ARCHIVE – Service Projects
The HCIL is not actively taking proposals at this time.
WAMU 88.5 FM American University Radio: The HCIL led a volunteer day in which it helped WAMU redesign their Kojo Nnamdi Show archives interface. WAMU is the leading public radio station for NPR news and information in the greater Washington area. It is member-supported, professionally-staffed, and licensed to American University. Their station covers local, national and international news, public affairs talk programming, and traditional American music.
Kids.gov / Federal Citizen Information Center: The HCIL led a volunteer day in which it helped Kids.gov redesign their website for kids. They want to make it more interactive, fun, and easy for kids to use. Kids.gov is the official U.S. government’s website for kids. It provides information and services to three groups, kindergarten through 5th graders, 6th through 8th graders, and educators. The site provides age appropriate information, organized by subject areas, ranging from science and math to history and much more.
The Nonprofit Village: The HCIL led a volunteer day in which it helped The Nonprofit Village think of new ways to use technology to connect nonprofits with their growing services. The Nonprofit Village offers shared office space accompanied by management and operational services to Montgomery County nonprofits. In addition to the spaces they offer, they also provide shared meeting rooms and business machines, such as copier, fax, and postage machines. This helps the small and often non-technologically sophisticated, nonprofits they serve lower their space costs, so they can focus on expanding their services.
National Park Service, Interpretation and Education Program: The HCIL led a volunteer day in which it helped the National Park Service redesign a part of WebRangers, their website for children. The U.S. National Park Service, Interpretation and Education Program provides key strategies for providing experiences, revealing meaning, and establishing relevance to connect people and communities to national parks. The goal of all interpretive services is to increase each visitor’s enjoyment and understanding of the parks, and to allow visitors to care about the parks on their own terms. Interpretation programs help visitors establish personal and meaningful connections with the parks in a variety of ways, including discussions with rangers, signs about their geological history, and educational games on the WebRangers website.
CASA de Maryland: The HCIL led a volunteer day in which it helped CASA de Maryland improve their new Salesforce.com database interface so it is easier for their staff to use, given the diversity of their computer experience. If there is time, we will brainstorm staff development programs to help train staff to use this database. CASA de Maryland works with the community to improve quality of life and fight for equal treatment and full access to resources and opportunities for low-income Latinos and their families. CASA also works with other low-income immigrant communities and organizations and makes its programs and activities available to them. CASA also advocates for social, political, and economic justice for all low-income communities.

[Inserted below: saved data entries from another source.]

//! In-memory stand-ins for the engine, the OS interface and the packet path.
//!
//! These let the whole lifecycle run deterministically without an engine
//! binary or root privileges. The agent uses them when `engine.simulate` is
//! set; the test suites use them everywhere.

use crate::interface::{InterfaceError, NetworkSettings, TunnelInterface};
use crate::relay::{EngineConnector, EngineLink, Packet, PacketFlow};
use crate::supervisor::{EngineExit, EngineLauncher, EngineProcess, ProcessError};
use crate::translator::Inbound;
use async_trait::async_trait;
use std::collections::VecDeque;
use std::io;
use std::path::{Path, PathBuf};
use std::sync::atomic::{AtomicBool, AtomicU32, AtomicUsize, Ordering};
use std::sync::{Arc, Mutex, MutexGuard, PoisonError};
use std::time::Duration;
use tokio::sync::{mpsc, watch};
use tracing::debug;

fn lock<T>(mutex: &Mutex<T>) -> MutexGuard<'_, T> {
    mutex.lock().unwrap_or_else(PoisonError::into_inner)
}

/// What the next launch does
#[derive(Debug, Clone, Copy, PartialEq, Eq)]
pub enum LaunchBehavior {
    /// Runs until terminated
    Healthy,
    /// Exits on its own after the delay
    ExitAfter(Duration, Option<i32>),
    /// Launch fails as if the binary were missing
    MissingBinary,
}

type ExitSignal = Arc<watch::Sender<Option<EngineExit>>>;

/// Launcher producing [`SimulatedProcess`]es.
pub struct SimulatedLauncher {
    behavior: Mutex<LaunchBehavior>,
    ignore_terminate: Arc<AtomicBool>,
    launches: AtomicUsize,
    live: Arc<AtomicUsize>,
    kills: Arc<AtomicUsize>,
    next_pid: AtomicU32,
    current: Mutex<Option<ExitSignal>>,
    last_config: Mutex<Option<String>>,
}

impl SimulatedLauncher {
    pub fn new() -> Self {
        Self {
            behavior: Mutex::new(LaunchBehavior::Healthy),
            ignore_terminate: Arc::new(AtomicBool::new(false)),
            launches: AtomicUsize::new(0),
            live: Arc::new(AtomicUsize::new(0)),
            kills: Arc::new(AtomicUsize::new(0)),
            next_pid: AtomicU32::new(40_000),
            current: Mutex::new(None),
            last_config: Mutex::new(None),
        }
    }

    pub fn set_behavior(&self, behavior: LaunchBehavior) {
        *lock(&self.behavior) = behavior;
    }

    /// Make processes ignore graceful termination.
    pub fn ignore_terminate(&self, ignore: bool) {
        self.ignore_terminate.store(ignore, Ordering::Relaxed);
    }

    /// Make the most recently launched process exit with `code`.
    pub fn crash_current(&self, code: Option<i32>) {
        if let Some(signal) = lock(&self.current).as_ref() {
            signal.send_if_modified(|exit| {
                if exit.is_none() {
                    *exit = Some(EngineExit { code });
                    true
                } else {
                    false
                }
            });
        }
    }

    /// Number of successful and failed launches
    pub fn launch_count(&self) -> usize {
        self.launches.load(Ordering::Relaxed)
    }

    /// Processes not yet dropped
    pub fn live_count(&self) -> usize {
        self.live.load(Ordering::Relaxed)
    }

    /// Forced kills
    pub fn kill_count(&self) -> usize {
        self.kills.load(Ordering::Relaxed)
    }

    /// Contents of the config file the last launch was given.
    pub fn last_config(&self) -> Option<String> {
        lock(&self.last_config).clone()
    }
}

impl Default for SimulatedLauncher {
    fn default() -> Self {
        Self::new()
    }
}

#[async_trait]
impl EngineLauncher for SimulatedLauncher {
    async fn launch(&self, config_path: &Path) -> Result<Box<dyn EngineProcess>, ProcessError> {
        self.launches.fetch_add(1, Ordering::Relaxed);
        let behavior = *lock(&self.behavior);
        if behavior == LaunchBehavior::MissingBinary {
            return Err(ProcessError::BinaryNotFound(PathBuf::from("xray")));
        }

        let contents = std::fs::read_to_string(config_path)?;
        *lock(&self.last_config) = Some(contents);

        let (tx, rx) = watch::channel(None);
        let signal = Arc::new(tx);
        if let LaunchBehavior::ExitAfter(delay, code) = behavior {
            let signal = Arc::clone(&signal);
            tokio::spawn(async move {
                tokio::time::sleep(delay).await;
                signal.send_replace(Some(EngineExit { code }));
            });
        }
        *lock(&self.current) = Some(Arc::clone(&signal));

        let pid = self.next_pid.fetch_add(1, Ordering::Relaxed);
        self.live.fetch_add(1, Ordering::Relaxed);
        debug!("Simulated engine {} launched", pid);

        Ok(Box::new(SimulatedProcess {
            pid,
            signal,
            exit: rx,
            ignore_terminate: Arc::clone(&self.ignore_terminate),
            live: Arc::clone(&self.live),
            kills: Arc::clone(&self.kills),
        }))
    }
}

/// Engine process backed by a watch channel.
pub struct SimulatedProcess {
    pid: u32,
    signal: ExitSignal,
    exit: watch::Receiver<Option<EngineExit>>,
    ignore_terminate: Arc<AtomicBool>,
    live: Arc<AtomicUsize>,
    kills: Arc<AtomicUsize>,
}

impl SimulatedProcess {
    fn exit_with(&self, code: Option<i32>) {
        self.signal.send_if_modified(|exit| {
            if exit.is_none() {
                *exit = Some(EngineExit { code });
                true
            } else {
                false
            }
        });
    }
}

#[async_trait]
impl EngineProcess for SimulatedProcess {
    fn id(&self) -> Option<u32> {
        Some(self.pid)
    }

    async fn wait(&mut self) -> io::Result<EngineExit> {
        let exit = self
            .exit
            .wait_for(Option::is_some)
            .await
            .map_err(|_| io::Error::new(io::ErrorKind::BrokenPipe, "exit signal dropped"))?;
        Ok(exit.unwrap_or(EngineExit { code: None }))
    }

    async fn terminate(&mut self) -> io::Result<()> {
        if !self.ignore_terminate.load(Ordering::Relaxed) {
            self.exit_with(Some(0));
        }
        Ok(())
    }

    async fn kill(&mut self) -> io::Result<()> {
        self.kills.fetch_add(1, Ordering::Relaxed);
        self.exit_with(None);
        Ok(())
    }
}

impl Drop for SimulatedProcess {
    fn drop(&mut self) {
        self.exit_with(None);
        self.live.fetch_sub(1, Ordering::Relaxed);
    }
}

/// Interface manager that records what it was asked to do.
#[derive(Default)]
pub struct MemoryInterface {
    applied: Mutex<Vec<NetworkSettings>>,
    current: Mutex<Option<NetworkSettings>>,
    reject: Mutex<Option<String>>,
    clears: AtomicUsize,
}

impl MemoryInterface {
    pub fn new() -> Self {
        Self::default()
    }

    /// Make every following `apply` fail with `reason`.
    pub fn reject_with(&self, reason: impl Into<String>) {
        *lock(&self.reject) = Some(reason.into());
    }

    pub fn accept(&self) {
        *lock(&self.reject) = None;
    }

    /// Every settings value successfully applied, oldest first.
    pub fn applied(&self) -> Vec<NetworkSettings> {
        lock(&self.applied).clone()
    }

    /// Settings currently in effect.
    pub fn current(&self) -> Option<NetworkSettings> {
        lock(&self.current).clone()
    }

    pub fn clear_count(&self) -> usize {
        self.clears.load(Ordering::Relaxed)
    }
}

#[async_trait]
impl TunnelInterface for MemoryInterface {
    async fn apply(&self, settings: &NetworkSettings) -> Result<(), InterfaceError> {
        settings.validate()?;
        if let Some(reason) = lock(&self.reject).clone() {
            return Err(InterfaceError::SettingsRejected(reason));
        }
        lock(&self.applied).push(settings.clone());
        *lock(&self.current) = Some(settings.clone());
        Ok(())
    }

    async fn clear(&self) -> Result<(), InterfaceError> {
        self.clears.fetch_add(1, Ordering::Relaxed);
        *lock(&self.current) = None;
        Ok(())
    }
}

/// Tunnel side of a [`ChannelPacketFlow`], held by the test or the host.
pub struct PacketHost {
    to_tunnel: mpsc::Sender<Vec<Packet>>,
    from_tunnel: mpsc::Receiver<Vec<Packet>>,
}

impl PacketHost {
    /// Inject a batch as if the OS had read it from the interface.
    pub async fn send(&self, batch: Vec<Packet>) -> Result<(), mpsc::error::SendError<Vec<Packet>>> {
        self.to_tunnel.send(batch).await
    }

    /// Next batch the relay wrote back.
    pub async fn recv(&mut self) -> Option<Vec<Packet>> {
        self.from_tunnel.recv().await
    }
}

/// Packet flow over in-process channels.
pub struct ChannelPacketFlow {
    incoming: tokio::sync::Mutex<mpsc::Receiver<Vec<Packet>>>,
    outgoing: mpsc::Sender<Vec<Packet>>,
}

impl ChannelPacketFlow {
    pub fn new() -> (Self, PacketHost) {
        let (to_tunnel, incoming) = mpsc::channel(64);
        let (outgoing, from_tunnel) = mpsc::channel(64);
        let flow = Self {
            incoming: tokio::sync::Mutex::new(incoming),
            outgoing,
        };
        (flow, PacketHost { to_tunnel, from_tunnel })
    }
}

#[async_trait]
impl PacketFlow for ChannelPacketFlow {
    async fn read_packets(&self) -> io::Result<Vec<Packet>> {
        self.incoming
            .lock()
            .await
            .recv()
            .await
            .ok_or_else(|| io::Error::new(io::ErrorKind::BrokenPipe, "packet host closed"))
    }

    async fn write_packets(&self, packets: Vec<Packet>) -> io::Result<()> {
        self.outgoing
            .send(packets)
            .await
            .map_err(|_| io::Error::new(io::ErrorKind::BrokenPipe, "packet host closed"))
    }
}

/// Engine link that hands every forwarded packet straight back.
#[derive(Default)]
pub struct LoopbackEngineLink {
    queue: Mutex<VecDeque<Packet>>,
    fail_forwards: AtomicUsize,
}

impl LoopbackEngineLink {
    pub fn new() -> Self {
        Self::default()
    }

    /// Fail the next `count` forwards.
    pub fn fail_next_forwards(&self, count: usize) {
        self.fail_forwards.store(count, Ordering::Relaxed);
    }
}

#[async_trait]
impl EngineLink for LoopbackEngineLink {
    async fn forward(&self, packets: &[Packet]) -> io::Result<()> {
        let failing = self
            .fail_forwards
            .fetch_update(Ordering::Relaxed, Ordering::Relaxed, |n| n.checked_sub(1))
            .is_ok();
        if failing {
            return Err(io::Error::new(io::ErrorKind::ConnectionRefused, "injected failure"));
        }
        lock(&self.queue).extend(packets.iter().cloned());
        Ok(())
    }

    async fn receive(&self) -> io::Result<Vec<Packet>> {
        Ok(lock(&self.queue).drain(..).collect())
    }
}

/// Connector that always hands out the same loopback link.
#[derive(Default)]
pub struct LoopbackConnector {
    link: Arc<LoopbackEngineLink>,
    refuse: AtomicBool,
    connects: AtomicUsize,
}

impl LoopbackConnector {
    pub fn new() -> Self {
        Self::default()
    }

    pub fn link(&self) -> Arc<LoopbackEngineLink> {
        Arc::clone(&self.link)
    }

    /// Refuse following connects.
    pub fn refuse(&self, refuse: bool) {
        self.refuse.store(refuse, Ordering::Relaxed);
    }

    pub fn connect_count(&self) -> usize {
        self.connects.load(Ordering::Relaxed)
    }
}

#[async_trait]
impl EngineConnector for LoopbackConnector {
    async fn connect(&self, inbound: &Inbound) -> io::Result<Arc<dyn EngineLink>> {
        self.connects.fetch_add(1, Ordering::Relaxed);
        if self.refuse.load(Ordering::Relaxed) {
            return Err(io::Error::new(
                io::ErrorKind::ConnectionRefused,
                format!("{} refused", inbound.address()),
            ));
        }
        Ok(self.link.clone())
    }
}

Thrive DC: The HCIL led a volunteer day in which it helped Thrive DC redesign the client area of their website so it is easier for their clients to navigate, given the diversity of their computer experience, reading levels, and language background. Thrive DC works to prevent and end homelessness by providing vulnerable individuals with a comprehensive range of services to help stabilize their lives. They accomplish this by providing the last available safety net for people facing economic crisis and housing instability while also providing the first step towards independence for people experiencing extended periods of homelessness. Their services include educational and therapeutic activities, employment preparation, comprehensive social services, and emergency services.
During 2006-2007 the HCIL completed the following service project:
U.S. Holocaust Museum: On April 26, the lab visited the Museum and helping to refine some on-going digital initiatives.
During 2005-2006 the HCIL completed the following service projects:
Forum One Communications: Backyard Jungle User Experience Review
The HCIL conducted a usability study on the PBSkids.com Backyard Jungle website, using two Kids Team research sessions to review and suggest improvements on their design from a child’s perspective.
The Institute for End User Computing, Inc: End User Computing Survey
A formal survey and a Wiki on Computer Rage were developed. Interested in what drives people mad and makes them want to do most grievous violence against their computers, The Institute for End User Computing wanted to see how they could get around these problems. Ultimately, they are trying to figure out how to design future systems where these problems won’t arise in the first place.
Center for Renaissance & Baroque Studies, University of Maryland: Making Lesson Plans Accessible to Teachers
The Center for Renaissance and Baroque Studies organizes summer workshops for teachers. One of the outcomes of these workshops are lesson plans. CRBS asked HCIL for help in creating a database of these lesson plans for easier accessibility. Once CRBS has the lesson plans in a database there are many ways they may choose to make them available to teachers.